▸ **THE TASK**
Which lines below contain "ErrorKind"? Copy every one of them.

▸ **DATA**
//! PKCE (RFC 7636) pair and CSRF state generation for the authorization request.

use base64::{engine::general_purpose::URL_SAFE_NO_PAD, Engine};
use rand::Rng;
use sha2::{Digest, Sha256};

/// A PKCE verifier with its S256 challenge.
#[derive(Debug, Clone)]
pub struct Pkce {
    verifier: String,
    challenge: String,
}

impl Pkce {
    /// Generate a fresh verifier from 32 random bytes.
    pub fn generate() -> Self {
        let random_bytes: [u8; 32] = rand::thread_rng().gen();
        Self::from_verifier(URL_SAFE_NO_PAD.encode(random_bytes))
    }

    /// Derive the challenge for an existing verifier.
    pub fn from_verifier(verifier: String) -> Self {
        let challenge = URL_SAFE_NO_PAD.encode(Sha256::digest(verifier.as_bytes()));
        Self {
            verifier,
            challenge,
        }
    }

    pub fn verifier(&self) -> &str {
        &self.verifier
    }

    pub fn challenge(&self) -> &str {
        &self.challenge
    }
}

/// Random CSRF state token, hex encoded.
pub(crate) fn generate_state() -> String {
    let random_bytes: [u8; 32] = rand::thread_rng().gen();
    hex::encode(random_bytes)
}

#[cfg(test)]
mod tests {
    use super::*;

    #[test]
    fn test_generated_verifier_length() {
        let pkce = Pkce::generate();
        assert!(pkce.verifier().len() >= 43);
        assert_ne!(pkce.verifier(), pkce.challenge());
    }

    #[test]
    fn test_challenge_matches_rfc_example() {
        // Appendix B of RFC 7636.
        let pkce = Pkce::from_verifier("dBjftJeZ4CVP-mB92K27uhbUJU1p1r_wW1gFWFOEjXk".to_string());
        assert_eq!(pkce.challenge(), "E9Melhoa2OwvFrEMTJguCHaoeK1t8URWbuGJSstw-cM");
    }

    #[test]
    fn test_state_is_hex_encoded() {
        let state = generate_state();
        assert_eq!(state.len(), 64);
        assert!(state.chars().all(|c| c.is_ascii_hexdigit()));
        assert_ne!(state, generate_state());
    }
}
use identity::github::{GitHubIdentityService, GitHubUrls};
use identity::http::HttpClientConfig;
use log::*;
use secrecy::SecretString;
use service::{config::Config, logging::Logger};
use session::{Coordinator, Store};
use std::sync::Arc;
use tokio::io::{AsyncBufReadExt, BufReader};

mod screen;
mod surface;

use screen::{Command, Screen};
use surface::LoopbackContext;

#[tokio::main]
async fn main() {
    let config = Config::new();
    if let Err(e) = Logger::init_logger(&config) {
        eprintln!("Failed to start logger: {e}");
        std::process::exit(1);
    }

    info!("Starting GitHub sign-in [{}]", config.runtime_env());

    let identity = match github_identity_service(&config) {
        Ok(service) => Arc::new(service),
        Err(e) => {
            error!("Failed to set up the GitHub identity service: {e}");
            std::process::exit(1);
        }
    };

    let store = Arc::new(Store::new());
    let coordinator = Coordinator::new(identity, Arc::clone(&store));
    let context = LoopbackContext::new(config.redirect_addr(), config.consent_timeout());

    Screen::draw(&coordinator.check_existing_session());
    store.subscribe(Arc::new(Screen));

    let mut lines = BufReader::new(tokio::io::stdin()).lines();
    loop {
        let line = match lines.next_line().await {
            Ok(Some(line)) => line,
            Ok(None) => break,
            Err(e) => {
                error!("Failed to read input: {e}");
                break;
            }
        };

        match Command::parse(&line) {
            Some(Command::SignIn) => {
                coordinator.sign_in(Some(&context)).await;
            }
            Some(Command::SignOut) => coordinator.sign_out().await,
            Some(Command::Dismiss) => {
                coordinator.clear_error();
            }
            Some(Command::Quit) => break,
            None => Screen::draw(&coordinator.state()),
        }
    }

    info!("Exiting");
}

fn github_identity_service(config: &Config) -> Result<GitHubIdentityService, String> {
    let client_id = config
        .github_client_id()
        .ok_or("GITHUB_CLIENT_ID is not set")?;
    let client_secret = config
        .github_client_secret()
        .ok_or("GITHUB_CLIENT_SECRET is not set")?;

    let urls = GitHubUrls {
        authorize_url: config.github_authorize_url().to_string(),
        token_url: config.github_token_url().to_string(),
        api_base_url: config.github_api_base_url().to_string(),
    };
    let http_config = HttpClientConfig {
        timeout: config.http_timeout(),
        ..HttpClientConfig::default()
    };

    GitHubIdentityService::new(
        client_id,
        SecretString::from(client_secret),
        config.redirect_uri(),
        urls,
        http_config,
    )
    .map_err(|e| e.to_string())
}
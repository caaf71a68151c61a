//! Identity service trait.

use async_trait::async_trait;

use crate::context::InteractionContext;
use crate::error::Error;
use crate::identity::{Identity, SignInResult};
use crate::provider::SignInRequest;

/// Trait for the external identity service the sign-in coordinator delegates to.
///
/// Implementations own OAuth negotiation and session persistence:
/// - Reporting the currently signed-in identity, if any
/// - Running the interactive consent flow on a provided surface
/// - Signing the user out
#[async_trait]
pub trait IdentityService: Send + Sync {
    /// Get the currently signed-in identity, if one exists.
    fn current_identity(&self) -> Option<Identity>;

    /// Run the provider's interactive sign-in flow.
    ///
    /// # Arguments
    ///
    /// * `context` - Surface that hosts the consent screen
    /// * `request` - Scopes and custom parameters for the provider
    ///
    /// # Returns
    ///
    /// The signed-in identity with provider metadata, or the provider's error.
    async fn sign_in_interactively(
        &self,
        context: &dyn InteractionContext,
        request: &SignInRequest,
    ) -> Result<SignInResult, Error>;

    /// Sign the current user out.
    async fn sign_out(&self);
}
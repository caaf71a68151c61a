//! GitHub identity service.

use std::collections::HashMap;
use std::sync::{PoisonError, RwLock};

use async_trait::async_trait;
use log::*;
use reqwest::header::ACCEPT;
use reqwest::StatusCode;
use secrecy::{ExposeSecret, SecretString};
use serde_json::{Map, Value};
use url::Url;

use super::api::{
    primary_email, GitHubEmail, GitHubUser, TokenExchangeRequest, TokenExchangeResponse,
};
use super::pkce::{generate_state, Pkce};
use crate::context::InteractionContext;
use crate::error::{cancelled_error, provider_error, Error, ErrorKind};
use crate::http::{HttpClientBuilder, HttpClientConfig};
use crate::identity::{Identity, ProviderMetadata, SignInResult};
use crate::provider::{ProviderKind, SignInRequest};
use crate::service::IdentityService;

const GITHUB_API_ACCEPT: &str = "application/vnd.github+json";

/// Endpoints used by the GitHub flow. Overridable so tests can target a mock server.
#[derive(Debug, Clone)]
pub struct GitHubUrls {
    pub authorize_url: String,
    pub token_url: String,
    pub api_base_url: String,
}

impl Default for GitHubUrls {
    fn default() -> Self {
        Self {
            authorize_url: "https://github.com/login/oauth/authorize".to_string(),
            token_url: "https://github.com/login/oauth/access_token".to_string(),
            api_base_url: "https://api.github.com".to_string(),
        }
    }
}

struct SignedInUser {
    identity: Identity,
    // Held for the lifetime of the session; GitHub tokens do not expire.
    _access_token: SecretString,
}

/// GitHub OAuth identity service.
///
/// Keeps the signed-in user in memory for the lifetime of the process.
pub struct GitHubIdentityService {
    client_id: String,
    client_secret: SecretString,
    redirect_uri: String,
    urls: GitHubUrls,
    http_client: reqwest::Client,
    current: RwLock<Option<SignedInUser>>,
}

impl GitHubIdentityService {
    /// Create a new GitHub identity service.
    ///
    /// # Arguments
    ///
    /// * `client_id` - GitHub OAuth app client ID
    /// * `client_secret` - GitHub OAuth app client secret
    /// * `redirect_uri` - Callback URL registered with the OAuth app
    /// * `urls` - GitHub endpoints
    /// * `http_config` - Timeout and user agent for outgoing requests
    pub fn new(
        client_id: String,
        client_secret: SecretString,
        redirect_uri: String,
        urls: GitHubUrls,
        http_config: HttpClientConfig,
    ) -> Result<Self, Error> {
        let http_client = HttpClientBuilder::new()
            .with_timeout(http_config.timeout)
            .with_user_agent(http_config.user_agent)
            .build()?;

        Ok(Self {
            client_id,
            client_secret,
            redirect_uri,
            urls,
            http_client,
            current: RwLock::new(None),
        })
    }

    /// Build the authorization URL the consent surface should open.
    pub fn authorization_url(
        &self,
        request: &SignInRequest,
        state: &str,
        pkce: &Pkce,
    ) -> Result<Url, Error> {
        let mut url = Url::parse(&self.urls.authorize_url)?;
        {
            let mut query = url.query_pairs_mut();
            query
                .append_pair("client_id", &self.client_id)
                .append_pair("redirect_uri", &self.redirect_uri)
                .append_pair("scope", &request.scope_string())
                .append_pair("state", state)
                .append_pair("code_challenge", pkce.challenge())
                .append_pair("code_challenge_method", "S256");
            for (name, value) in &request.custom_parameters {
                query.append_pair(name, value);
            }
        }
        Ok(url)
    }

    /// Pull the authorization code out of the provider's redirect.
    fn authorization_code(redirect: &Url, expected_state: &str) -> Result<String, Error> {
        let params: HashMap<String, String> = redirect.query_pairs().into_owned().collect();

        if let Some(error) = params.get("error") {
            if error == "access_denied" {
                return Err(cancelled_error(
                    "The user cancelled the GitHub consent screen",
                ));
            }
            let description = params
                .get("error_description")
                .map(String::as_str)
                .unwrap_or(error.as_str());
            return Err(provider_error(Some(error.as_str()), description));
        }

        match params.get("state") {
            Some(state) if state == expected_state => {}
            _ => {
                return Err(provider_error(
                    Some("invalid-state"),
                    "OAuth state parameter did not match the request",
                ))
            }
        }

        params.get("code").cloned().ok_or_else(|| {
            provider_error(
                Some("invalid-response"),
                "Redirect did not include an authorization code",
            )
        })
    }

    /// Exchange an authorization code for an access token.
    async fn exchange_code(&self, code: &str, pkce: &Pkce) -> Result<SecretString, Error> {
        let request = TokenExchangeRequest {
            client_id: &self.client_id,
            client_secret: self.client_secret.expose_secret(),
            code,
            redirect_uri: &self.redirect_uri,
            code_verifier: pkce.verifier(),
        };

        debug!("Exchanging GitHub OAuth code for an access token");

        let response = self
            .http_client
            .post(&self.urls.token_url)
            .header(ACCEPT, "application/json")
            .form(&request)
            .send()
            .await?;

        let status = response.status();
        let body = response.text().await?;

        match serde_json::from_str::<TokenExchangeResponse>(&body) {
            Ok(TokenExchangeResponse::Token(token)) if status.is_success() => {
                debug!(
                    "Received {} token with scopes [{}]",
                    token.token_type, token.scope
                );
                Ok(SecretString::from(token.access_token))
            }
            Ok(TokenExchangeResponse::Error(err)) => {
                warn!("GitHub token exchange failed: {}", err.error);
                let description = err.error_description.as_deref().unwrap_or(err.error.as_str());
                Err(provider_error(Some(err.error.as_str()), description))
            }
            _ => {
                warn!("Unexpected GitHub token response ({status})");
                Err(provider_error(
                    Some("invalid-response"),
                    &format!("Unexpected token response from GitHub ({status})"),
                ))
            }
        }
    }

    /// Load the user's profile, falling back to the email list when the profile hides it.
    async fn fetch_identity(
        &self,
        access_token: &SecretString,
    ) -> Result<(Identity, ProviderMetadata), Error> {
        let response = self
            .http_client
            .get(format!("{}/user", self.urls.api_base_url))
            .header(ACCEPT, GITHUB_API_ACCEPT)
            .bearer_auth(access_token.expose_secret())
            .send()
            .await?;

        let status = response.status();
        if status == StatusCode::UNAUTHORIZED {
            return Err(provider_error(
                Some("invalid-credential"),
                "GitHub rejected the access token",
            ));
        }
        if !status.is_success() {
            return Err(provider_error(
                Some("invalid-response"),
                &format!("GitHub user lookup failed ({status})"),
            ));
        }

        let profile: Map<String, Value> = response.json().await?;
        let user: GitHubUser =
            serde_json::from_value(Value::Object(profile.clone())).map_err(|e| Error {
                source: Some(Box::new(e)),
                error_kind: ErrorKind::Provider {
                    code: Some("invalid-response".to_string()),
                },
            })?;

        let email = match user.email {
            Some(email) => Some(email),
            None => self.fetch_primary_email(access_token).await,
        };

        let provider_id = ProviderKind::GitHub.as_str().to_string();
        let identity = Identity {
            uid: user.id.to_string(),
            display_name: user.name,
            email,
            provider_username: Some(user.login.clone()),
            photo_url: user.avatar_url,
            provider_id: provider_id.clone(),
        };
        let metadata = ProviderMetadata {
            provider_id,
            username: Some(user.login),
            is_new_user: false,
            profile,
        };

        Ok((identity, metadata))
    }

    /// The email list is best effort; a failure leaves the email unset.
    async fn fetch_primary_email(&self, access_token: &SecretString) -> Option<String> {
        let result = self
            .http_client
            .get(format!("{}/user/emails", self.urls.api_base_url))
            .header(ACCEPT, GITHUB_API_ACCEPT)
            .bearer_auth(access_token.expose_secret())
            .send()
            .await
            .and_then(|response| response.error_for_status());

        let response = match result {
            Ok(response) => response,
            Err(e) => {
                warn!("Failed to load GitHub email addresses: {e}");
                return None;
            }
        };

        match response.json::<Vec<GitHubEmail>>().await {
            Ok(emails) => primary_email(emails),
            Err(e) => {
                warn!("Failed to parse GitHub email addresses: {e}");
                None
            }
        }
    }
}

#[async_trait]
impl IdentityService for GitHubIdentityService {
    fn current_identity(&self) -> Option<Identity> {
        self.current
            .read()
            .unwrap_or_else(PoisonError::into_inner)
            .as_ref()
            .map(|user| user.identity.clone())
    }

    async fn sign_in_interactively(
        &self,
        context: &dyn InteractionContext,
        request: &SignInRequest,
    ) -> Result<SignInResult, Error> {
        let pkce = Pkce::generate();
        let state = generate_state();
        let authorize_url = self.authorization_url(request, &state, &pkce)?;

        debug!("Presenting GitHub consent screen");
        let redirect = context.present(&authorize_url).await?;
        let code = Self::authorization_code(&redirect, &state)?;

        let access_token = self.exchange_code(&code, &pkce).await?;
        let (identity, provider_metadata) = self.fetch_identity(&access_token).await?;

        info!("GitHub sign-in completed for user {}", identity.uid);

        *self.current.write().unwrap_or_else(PoisonError::into_inner) = Some(SignedInUser {
            identity: identity.clone(),
            _access_token: access_token,
        });

        Ok(SignInResult {
            identity: Some(identity),
            provider_metadata,
        })
    }

    async fn sign_out(&self) {
        let previous = self
            .current
            .write()
            .unwrap_or_else(PoisonError::into_inner)
            .take();
        if let Some(user) = previous {
            info!("Signed out GitHub user {}", user.identity.uid);
        }
    }
}
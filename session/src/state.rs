use serde::Serialize;
use std::fmt;

/// The sign-in screen's state. Exactly one variant is active at any time.
#[derive(Debug, Clone, Default, PartialEq, Eq, Serialize)]
#[serde(tag = "state", rename_all = "snake_case")]
pub enum AuthState {
    #[default]
    Idle,
    Loading,
    Authenticated {
        display_name: String,
    },
    Failed {
        message: String,
    },
}

/// Everything that can move the state machine.
#[derive(Debug, Clone, PartialEq, Eq)]
pub enum Event {
    /// Startup found a signed-in identity.
    SessionRestored { display_name: String },
    /// Startup found no signed-in identity.
    NoSession,
    SignInStarted,
    SignInSucceeded { display_name: String },
    SignInFailed { message: String },
    /// Sign-in was requested without a surface to host the consent screen.
    SignInUnavailable { message: String },
    SignedOut,
    ErrorDismissed,
}

impl AuthState {
    /// Name of the variant, used in logs.
    pub fn name(&self) -> &'static str {
        match self {
            AuthState::Idle => "idle",
            AuthState::Loading => "loading",
            AuthState::Authenticated { .. } => "authenticated",
            AuthState::Failed { .. } => "failed",
        }
    }

    pub fn is_loading(&self) -> bool {
        matches!(self, AuthState::Loading)
    }

    pub fn is_failed(&self) -> bool {
        matches!(self, AuthState::Failed { .. })
    }

    /// The state reached from `self` on `event`. Defined for every pair.
    pub fn next(&self, event: &Event) -> AuthState {
        match (self, event) {
            (_, Event::SessionRestored { display_name }) => AuthState::Authenticated {
                display_name: display_name.clone(),
            },
            (_, Event::NoSession) => AuthState::Idle,

            (AuthState::Idle | AuthState::Failed { .. }, Event::SignInStarted) => AuthState::Loading,
            (current, Event::SignInStarted) => current.clone(),

            // Results only land on the attempt that is in flight.
            (AuthState::Loading, Event::SignInSucceeded { display_name }) => {
                AuthState::Authenticated {
                    display_name: display_name.clone(),
                }
            }
            (AuthState::Loading, Event::SignInFailed { message }) => AuthState::Failed {
                message: message.clone(),
            },
            (current, Event::SignInSucceeded { .. } | Event::SignInFailed { .. }) => {
                current.clone()
            }

            (
                AuthState::Idle | AuthState::Failed { .. },
                Event::SignInUnavailable { message },
            ) => AuthState::Failed {
                message: message.clone(),
            },
            (current, Event::SignInUnavailable { .. }) => current.clone(),

            (_, Event::SignedOut) => AuthState::Idle,
            (AuthState::Failed { .. }, Event::ErrorDismissed) => AuthState::Idle,
            (current, Event::ErrorDismissed) => current.clone(),
        }
    }
}

impl fmt::Display for AuthState {
    fn fmt(&self, f: &mut fmt::Formatter) -> fmt::Result {
        match self {
            AuthState::Authenticated { display_name } => {
                write!(f, "authenticated ({display_name})")
            }
            AuthState::Failed { message } => write!(f, "failed ({message})"),
            other => write!(f, "{}", other.name()),
        }
    }
}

▸ **SOLUTION TO THIS EXERCISE**
use crate::error::{cancelled_error, provider_error, Error, ErrorKind};
                error_kind: ErrorKind::Provider {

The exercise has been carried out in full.